--- MATERIAL FOR THIS TASK Enclosed Below ---

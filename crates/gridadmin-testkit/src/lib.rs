// Copyright 2026 Phillip Cloud
// Licensed under the Apache License, Version 2.0

use anyhow::{Context, Result, anyhow, bail};
use gridadmin_app::{
    Backend, CellValue, ColumnLayout, ColumnLayoutStore, ColumnMeta, CommandOutcome, Row, RowId,
    Schema, Services, key_column,
};
use serde_json::{Map, Value};
use std::collections::{BTreeMap, VecDeque};
use std::path::PathBuf;
use time::{Date, Month};

const PART_NAMES: [&str; 4] = ["Bolt M6", "Washer 6mm", "Hex nut M6", "Spring pin"];

const REFERENCE_NAMES: [(i64, &str); 4] = [
    (3, "Болт М6"),
    (5, "Шайба 6"),
    (7, "Гайка М6"),
    (7, "Hex nut M6"),
];

pub fn fixture_today() -> Date {
    Date::from_calendar_date(2026, Month::March, 14).unwrap_or(Date::MIN)
}

/// `parts`: integer primary key, free-text name and a required quantity.
pub fn parts_columns() -> Vec<ColumnMeta> {
    vec![
        ColumnMeta::new("id", "INTEGER").primary_key(),
        ColumnMeta::new("name", "TEXT"),
        ColumnMeta::new("qty", "INTEGER").not_null(),
    ]
}

pub fn parts_rows() -> Vec<Row> {
    PART_NAMES
        .iter()
        .zip(1_i64..)
        .map(|(name, id)| {
            Row::new()
                .with("id", CellValue::Integer(id))
                .with("name", CellValue::Text((*name).to_owned()))
                .with("qty", CellValue::Integer(id * 10))
        })
        .collect()
}

pub fn reference_columns() -> Vec<ColumnMeta> {
    vec![
        ColumnMeta::new("id", "INTEGER").not_null(),
        ColumnMeta::new("altname", "TEXT").not_null(),
    ]
}

pub fn reference_rows(entries: &[(i64, &str)]) -> Vec<Row> {
    entries
        .iter()
        .map(|(id, name)| {
            Row::new()
                .with("id", CellValue::Integer(*id))
                .with("altname", CellValue::Text((*name).to_owned()))
        })
        .collect()
}

pub fn default_reference() -> &'static [(i64, &'static str)] {
    &REFERENCE_NAMES
}

#[derive(Debug, Clone, Default, PartialEq)]
pub struct FakeTable {
    pub columns: Vec<ColumnMeta>,
    pub rows: Vec<Row>,
}

/// In-memory backend that records every write.
#[derive(Debug, Clone, Default)]
pub struct FakeBackend {
    pub tables: BTreeMap<String, FakeTable>,
    pub views: BTreeMap<String, Vec<Row>>,
    pub inserts: Vec<(String, Map<String, Value>)>,
    pub deletes: Vec<(String, RowId)>,
    pub commands: Vec<String>,
    pub command_outcomes: VecDeque<Result<CommandOutcome, String>>,
    pub imports: Vec<(String, String, usize)>,
    pub export_bytes: Vec<u8>,
    pub row_fetches: Vec<String>,
    failures: BTreeMap<&'static str, String>,
}

impl FakeBackend {
    pub fn new() -> Self {
        Self::default()
    }

    pub fn with_table(mut self, name: &str, columns: Vec<ColumnMeta>, rows: Vec<Row>) -> Self {
        self.tables
            .insert(name.to_owned(), FakeTable { columns, rows });
        self
    }

    pub fn with_view(mut self, name: &str, rows: Vec<Row>) -> Self {
        self.views.insert(name.to_owned(), rows);
        self
    }

    pub fn with_parts(self) -> Self {
        self.with_table("parts", parts_columns(), parts_rows())
    }

    pub fn with_reference(self, entries: &[(i64, &str)]) -> Self {
        self.with_table("altnames", reference_columns(), reference_rows(entries))
    }

    /// Makes every later call of `operation` fail with `message`, as the
    /// backend would report it.
    pub fn fail(&mut self, operation: &'static str, message: &str) {
        self.failures.insert(operation, message.to_owned());
    }

    pub fn recover(&mut self, operation: &'static str) {
        self.failures.remove(operation);
    }

    pub fn queue_command(&mut self, outcome: Result<CommandOutcome, String>) {
        self.command_outcomes.push_back(outcome);
    }

    pub fn rows_of(&self, entity: &str) -> Vec<Row> {
        self.tables
            .get(entity)
            .map(|table| table.rows.clone())
            .or_else(|| self.views.get(entity).cloned())
            .unwrap_or_default()
    }

    fn check(&self, operation: &'static str) -> Result<()> {
        if let Some(message) = self.failures.get(operation) {
            bail!("{message}");
        }
        Ok(())
    }

    fn table_mut(&mut self, table: &str) -> Result<&mut FakeTable> {
        self.tables
            .get_mut(table)
            .ok_or_else(|| anyhow!("Table not found"))
    }
}

impl Backend for FakeBackend {
    fn schema(&mut self) -> Result<Schema> {
        self.check("schema")?;
        Ok(Schema {
            tables: self.tables.keys().cloned().collect(),
            views: self.views.keys().cloned().collect(),
        })
    }

    fn rows(&mut self, entity: &str) -> Result<Vec<Row>> {
        self.check("rows")?;
        self.row_fetches.push(entity.to_owned());
        if !self.tables.contains_key(entity) && !self.views.contains_key(entity) {
            bail!("Table or view not found");
        }
        Ok(self.rows_of(entity))
    }

    fn table_info(&mut self, table: &str) -> Result<Vec<ColumnMeta>> {
        self.check("table_info")?;
        Ok(self.table_mut(table)?.columns.clone())
    }

    fn insert(&mut self, table: &str, values: &Map<String, Value>) -> Result<String> {
        self.check("insert")?;
        let target = self.table_mut(table)?;
        let mut row = Row::new();
        for column in &target.columns {
            let value = values.get(&column.name).map_or(CellValue::Null, CellValue::from_json);
            row.push(&column.name, value);
        }
        if let Some(key) = key_column(&target.columns).map(str::to_owned)
            && target.columns.iter().any(|column| column.is_primary_key)
            && row.get(&key).is_none_or(CellValue::is_null)
        {
            let next = target
                .rows
                .iter()
                .filter_map(|existing| existing.get(&key).and_then(CellValue::as_i64))
                .max()
                .unwrap_or(0)
                + 1;
            row.push(&key, CellValue::Integer(next));
        }
        target.rows.push(row);
        self.inserts.push((table.to_owned(), values.clone()));
        Ok("Record added".to_owned())
    }

    fn delete(&mut self, table: &str, id: &RowId) -> Result<String> {
        self.check("delete")?;
        let target = self.table_mut(table)?;
        let key = key_column(&target.columns)
            .map(str::to_owned)
            .context("table has no columns")?;
        target
            .rows
            .retain(|row| row.identifier(&key).as_ref() != Some(id));
        self.deletes.push((table.to_owned(), id.clone()));
        Ok(format!("Row {id} deleted"))
    }

    fn execute_command(&mut self, command: &str) -> Result<CommandOutcome> {
        self.check("execute_command")?;
        self.commands.push(command.to_owned());
        match self.command_outcomes.pop_front() {
            Some(Ok(outcome)) => Ok(outcome),
            Some(Err(message)) => bail!("{message}"),
            None => Ok(CommandOutcome::Message("rows changed: 0".to_owned())),
        }
    }

    fn export_entity(&mut self, entity: &str) -> Result<Vec<u8>> {
        self.check("export_entity")?;
        if !self.tables.contains_key(entity) && !self.views.contains_key(entity) {
            bail!("Table or view not found");
        }
        Ok(self.export_bytes.clone())
    }

    fn import_file(&mut self, table: &str, file_name: &str, contents: Vec<u8>) -> Result<String> {
        self.check("import_file")?;
        self.table_mut(table)?;
        self.imports
            .push((table.to_owned(), file_name.to_owned(), contents.len()));
        Ok("Imported".to_owned())
    }
}

/// Layout store kept in memory; counts saves for assertions.
#[derive(Debug, Clone, Default)]
pub struct MemoryLayouts {
    pub saved: BTreeMap<String, ColumnLayout>,
    pub saves: usize,
    pub fail_saves: bool,
}

impl ColumnLayoutStore for MemoryLayouts {
    fn load_layout(&mut self, entity: &str) -> Result<ColumnLayout> {
        Ok(self.saved.get(entity).cloned().unwrap_or_default())
    }

    fn save_layout(&mut self, entity: &str, layout: &ColumnLayout) -> Result<()> {
        if self.fail_saves {
            bail!("layout store is read-only");
        }
        self.saves += 1;
        self.saved.insert(entity.to_owned(), layout.clone());
        Ok(())
    }
}

pub fn services<'a>(backend: &'a mut FakeBackend, layouts: &'a mut MemoryLayouts) -> Services<'a> {
    Services {
        backend,
        layouts,
        today: fixture_today(),
    }
}

pub fn temp_db_path() -> Result<(tempfile::TempDir, PathBuf)> {
    let dir = tempfile::tempdir().context("create temp dir")?;
    let db_path = dir.path().join("gridadmin.db");
    Ok((dir, db_path))
}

--- End of Enclosed MATERIAL FOR THIS TASK ---

**TASK OBJECTIVE:**
Every line of the entries above that holds "saved" should be copied out.

**EXPECTED ANSWER:**
    pub saved: BTreeMap<String, ColumnLayout>,
        Ok(self.saved.get(entity).cloned().unwrap_or_default())
        self.saved.insert(entity.to_owned(), layout.clone());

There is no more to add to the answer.